Donner naissance à un enfant n’implique pas forcément que la mère ou le père soit prêt à s’installer dans cette fonction. Comme le dit Françoise Héritier, la filiation est différente de la procréation. Le lien entre mère et fille est complexe. Une femme peut craindre de reproduire avec sa fille le lien de dépendance qu’elle a avec sa mère. Si elle n’arrive pas à couper ce lien c’est sa liberté d’assurer son indépendance en s’affirmant comme différente qu’elle met en cause, mais si elle le coupe vraiment c’est un sentiment de culpabilité qui la guette. Finalement qu’est-ce qu’être mère et toute femme est-elle prête à assurer ce rôle ?

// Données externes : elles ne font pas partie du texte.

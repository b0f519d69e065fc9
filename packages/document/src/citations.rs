//! Structural citation checks.
//!
//! Only shape is verified here. Whether a quote really appears in the source
//! corpus is a question for the corpus owner, not this crate.

use crate::error::CitationError;
use crate::model::{Block, NodeDoc};

/// Check every citation on a single block
pub fn check(block: &Block) -> Result<(), CitationError> {
    for (index, citation) in block.citations().iter().enumerate() {
        if citation.chunk_id.trim().is_empty() {
            return Err(CitationError::EmptyChunkId {
                block_id: block.id.clone(),
                index,
            });
        }

        if citation.quote.trim().is_empty() {
            return Err(CitationError::EmptyQuote {
                block_id: block.id.clone(),
                index,
            });
        }

        if citation.loc.start > citation.loc.end {
            return Err(CitationError::InvertedRange {
                block_id: block.id.clone(),
                index,
                start: citation.loc.start,
                end: citation.loc.end,
            });
        }
    }

    Ok(())
}

/// Check every block of a document, stopping at the first failure
pub fn check_document(doc: &NodeDoc) -> Result<(), CitationError> {
    doc.blocks.iter().try_for_each(check)
}

#[cfg(test)]
mod tests {
    use super::*;
    use crate::model::{BlockContent, Citation, CitationLoc};

    fn paragraph(citations: Vec<Citation>) -> Block {
        Block::new(
            "p-1",
            BlockContent::Paragraph {
                text: "Mitochondria produce ATP.".to_string(),
                citations,
            },
        )
    }

    #[test]
    fn test_well_formed_citations_pass() {
        let block = paragraph(vec![
            Citation::new("chunk-7", "produce ATP", CitationLoc::new(3, 10, 21)),
            Citation::new("chunk-8", "ATP", CitationLoc::new(0, 5, 5)),
        ]);

        assert_eq!(check(&block), Ok(()));
    }

    #[test]
    fn test_inverted_range_rejected() {
        let block = paragraph(vec![Citation::new(
            "chunk-7",
            "produce ATP",
            CitationLoc::new(3, 21, 10),
        )]);

        assert_eq!(
            check(&block),
            Err(CitationError::InvertedRange {
                block_id: "p-1".into(),
                index: 0,
                start: 21,
                end: 10,
            })
        );
    }

    #[test]
    fn test_blank_chunk_id_and_quote_rejected() {
        let block = paragraph(vec![Citation::new("  ", "q", CitationLoc::new(0, 0, 1))]);
        assert!(matches!(check(&block), Err(CitationError::EmptyChunkId { .. })));

        let block = paragraph(vec![Citation::new("c", "", CitationLoc::new(0, 0, 1))]);
        assert!(matches!(check(&block), Err(CitationError::EmptyQuote { .. })));
    }

    #[test]
    fn test_blocks_without_citations_pass() {
        let block = Block::new("d-1", BlockContent::Divider);
        assert_eq!(check(&block), Ok(()));
    }
}
//! # Sync Engine
//!
//! Glues the stream to the documents:
//!
//! ```text
//! EventStreamClient ──frame──▶ FrameRouter ──proposal──▶ ProposalProcessor ──▶ RevisionStore
//!                                   │                           │
//!                                   └──message──┐               ├──applied──┐
//!                                               ▼               ▼           ▼
//!                                           broadcast::Sender<SyncEvent>
//! ```
//!
//! Frames are handled synchronously on the reader task, one at a time, in
//! arrival order.

use crate::client::{EventStreamClient, ObserverId};
use crate::error::TransportError;
use crate::registry::ChannelSubscriptionRegistry;
use crate::router::{Frame, FrameRouter, Route};
use nodedoc_document::NodeDoc;
use nodedoc_editor::{ApplyError, ProcessOutcome, ProposalProcessor, Revision, RevisionStore};
use std::sync::{Arc, Mutex, MutexGuard};
use tokio::sync::broadcast;

const EVENT_CAPACITY: usize = 256;

/// What consumers observe from a running session
#[derive(Debug, Clone)]
pub enum SyncEvent {
    Opened,
    Message(Frame),
    Revision(Revision),
    Rejected { raw: String, error: ApplyError },
    TransportError(TransportError),
}

struct Documents {
    store: RevisionStore,
    processor: ProposalProcessor,
}

pub struct SyncEngine {
    router: FrameRouter,
    documents: Mutex<Documents>,
    events: broadcast::Sender<SyncEvent>,
}

impl SyncEngine {
    pub fn new(registry: Arc<ChannelSubscriptionRegistry>, store: RevisionStore) -> Self {
        let (events, _) = broadcast::channel(EVENT_CAPACITY);
        Self {
            router: FrameRouter::new(registry),
            documents: Mutex::new(Documents {
                store,
                processor: ProposalProcessor::new(),
            }),
            events,
        }
    }

    pub fn subscribe(&self) -> broadcast::Receiver<SyncEvent> {
        self.events.subscribe()
    }

    /// Route and process one raw frame, publishing the resulting event
    pub fn handle_frame(&self, raw: &str) -> Option<SyncEvent> {
        let event = match self.router.route(raw) {
            Route::Ignored | Route::Unsubscribed { .. } => return None,
            Route::Message(frame) => SyncEvent::Message(frame),
            Route::Proposal { proposal, .. } => {
                let outcome = {
                    let mut documents = self.lock();
                    let Documents { store, processor } = &mut *documents;
                    processor.process_proposal(proposal, store)
                };
                match outcome {
                    ProcessOutcome::Applied(revision) => SyncEvent::Revision(revision),
                    ProcessOutcome::Rejected { error, .. } => SyncEvent::Rejected {
                        raw: raw.to_string(),
                        error,
                    },
                    ProcessOutcome::NoProposal => return None,
                }
            }
        };

        self.publish(event.clone());
        Some(event)
    }

    /// Register this engine's observers on `client`
    pub fn attach(self: &Arc<Self>, client: &EventStreamClient) -> Vec<ObserverId> {
        let on_open = {
            let engine = Arc::clone(self);
            client.on_open(move || engine.publish(SyncEvent::Opened))
        };
        let on_message = {
            let engine = Arc::clone(self);
            client.on_message(move |raw| {
                engine.handle_frame(raw);
            })
        };
        let on_error = {
            let engine = Arc::clone(self);
            client.on_error(move |error| engine.publish(SyncEvent::TransportError(error.clone())))
        };
        vec![on_open, on_message, on_error]
    }

    pub fn load_document(
        &self,
        doc_id: impl Into<String>,
        document: NodeDoc,
    ) -> Result<Revision, ApplyError> {
        self.lock().store.insert(doc_id, document)
    }

    pub fn load_json(&self, doc_id: impl Into<String>, source: &str) -> Result<Revision, ApplyError> {
        self.lock().store.load_json(doc_id, source)
    }

    pub fn document(&self, doc_id: &str) -> Option<Arc<NodeDoc>> {
        self.lock().store.document(doc_id)
    }

    pub fn current(&self, doc_id: &str) -> Option<Revision> {
        self.lock().store.current(doc_id).cloned()
    }

    pub fn rollback(&self, doc_id: &str) -> Option<Revision> {
        let revision = self.lock().store.rollback(doc_id)?;
        self.publish(SyncEvent::Revision(revision.clone()));
        Some(revision)
    }

    /// Retained revisions of `doc_id`, oldest first
    pub fn history(&self, doc_id: &str) -> Vec<Revision> {
        self.lock().store.history(doc_id).into_iter().cloned().collect()
    }

    pub fn stats(&self) -> nodedoc_editor::ProcessorStats {
        self.lock().processor.stats()
    }

    fn publish(&self, event: SyncEvent) {
        // No receivers is fine
        let _ = self.events.send(event);
    }

    fn lock(&self) -> MutexGuard<'_, Documents> {
        match self.documents.lock() {
            Ok(documents) => documents,
            Err(poisoned) => poisoned.into_inner(),
        }
    }
}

C’est cette problématique qui est au cœur du projet de la metteuse en scène Anne Théron. Elle en a confié l’écriture à Alexandra Badea pour qu’elle insuffle dans l’intime un regard où entrerait aussi une part de social et de politique, que cette auteure réussit toujours si subtilement. C’est dans un contexte où la mondialisation et les usages des moyens de communication moderne, internet et réseaux sociaux sont très présents, qu’Alexandra Badea va dérouler l’histoire, celle d’une jeune fille Clara, à la recherche de sa mère partie sans laisser de trace alors qu’elle n’était qu’un bébé. Elle a un nom, Anna Girardin. Au gré de sa quête Clara rencontre plusieurs Anna qui vont parler de la maternité, du lien à la mère, de la perte d’un enfant. Ces femmes peuvent cacher une partie de la vérité ou mentir pour protéger leur intimité ou se découvrir. Qu’a fui Anna ? Une mère qui ne vivait plus que pour elle, un homme, une enfant à qui elle craignait de transmettre ses névroses ? À un homme qui lui dit « tu fuis la vie Anna » elle réplique « Non je fuis ceux qui m’empêcheraient de la vivre ».
Narration et dialogues alternent sur le plateau où neuf cubes empilés en trois colonnes donnent à voir un salon, une chambre, un studio où évoluent trois générations de femmes incarnées par quatre comédiennes impeccables. Liza Blanchard, petit bonnet sur la tête incarne une Clara désemparée hantant les aéroports à la recherche de sa mère. Maryvonne Schiltz, sa grand-mère fait sienne la douleur de toutes les mères. Judith Henry se métamorphose, de façon convaincante par le seul jeu des attitudes, en quatre des Anna possibles. Nathalie Richard incarne Anna Girardin, une femme indépendante dont le caractère bien affirmé cache les doutes et les blessures. Sa voix laisse passer toutes les failles que cache Anna.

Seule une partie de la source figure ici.